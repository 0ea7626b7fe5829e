//! Player start location.
//!
//! The player starts far from the boss room. Both locators run a breadth-first
//! traversal over walkable cells starting at the boss room's center.

use crate::constants::FALLBACK_SPAWN;
use crate::dungeon_gen::{Map, Room};
use crate::tile::Cell;
use std::collections::{HashSet, VecDeque};

const NEIGHBORS: [(i32, i32); 4] = [(0, -1), (1, 0), (0, 1), (-1, 0)];

/// Walk every cell reachable from `start`, calling `visit` with each cell and its
/// depth in dequeue order.
fn traverse(map: &Map, start: (i32, i32), mut visit: impl FnMut((i32, i32), u32)) {
    let mut visited = HashSet::new();
    let mut queue = VecDeque::new();
    visited.insert(start);
    queue.push_back((start, 0));

    while let Some(((x, y), depth)) = queue.pop_front() {
        visit((x, y), depth);
        for (dx, dy) in NEIGHBORS {
            let next = (x + dx, y + dy);
            if map.is_walkable(next.0, next.1) && visited.insert(next) {
                queue.push_back((next, depth + 1));
            }
        }
    }
}

fn room_cell(map: &Map, pos: (i32, i32)) -> Option<&Room> {
    match map.cell(pos.0, pos.1)? {
        Cell::Room(id) => map.room(id),
        _ => None,
    }
}

/// Center of the room owning the last room cell the traversal dequeues.
///
/// The traversal has no notion of distance, so this is only an approximation of
/// the farthest room. Returns `(1, 1)` for a map without rooms.
pub fn player_start(map: &Map) -> (i32, i32) {
    puffin::profile_function!();

    let Some(boss) = map.boss_room() else {
        return FALLBACK_SPAWN;
    };

    let mut last = boss;
    traverse(map, boss.rect.center(), |pos, _| {
        if let Some(room) = room_cell(map, pos) {
            last = room;
        }
    });

    log::debug!("Player start in room {} (boss room {})", last.id, boss.id);
    last.rect.center()
}

/// Center of the room holding the cell with the greatest walking distance from
/// the boss room's center. Ties go to the room reached first.
pub fn farthest_room_start(map: &Map) -> (i32, i32) {
    puffin::profile_function!();

    let Some(boss) = map.boss_room() else {
        return FALLBACK_SPAWN;
    };

    let mut farthest = (boss, 0);
    traverse(map, boss.rect.center(), |pos, depth| {
        if let Some(room) = room_cell(map, pos) {
            if depth > farthest.1 {
                farthest = (room, depth);
            }
        }
    });

    log::debug!(
        "Farthest room {} is {} steps from boss room {}",
        farthest.0.id,
        farthest.1,
        boss.id
    );
    farthest.0.rect.center()
}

WORK INSTRUCTION -> If a line in the entries contains the word "VecDeque", copy that line out.

ANSWER FOR THIS EXERCISE ->
use std::collections::{HashSet, VecDeque};
    let mut queue = VecDeque::new();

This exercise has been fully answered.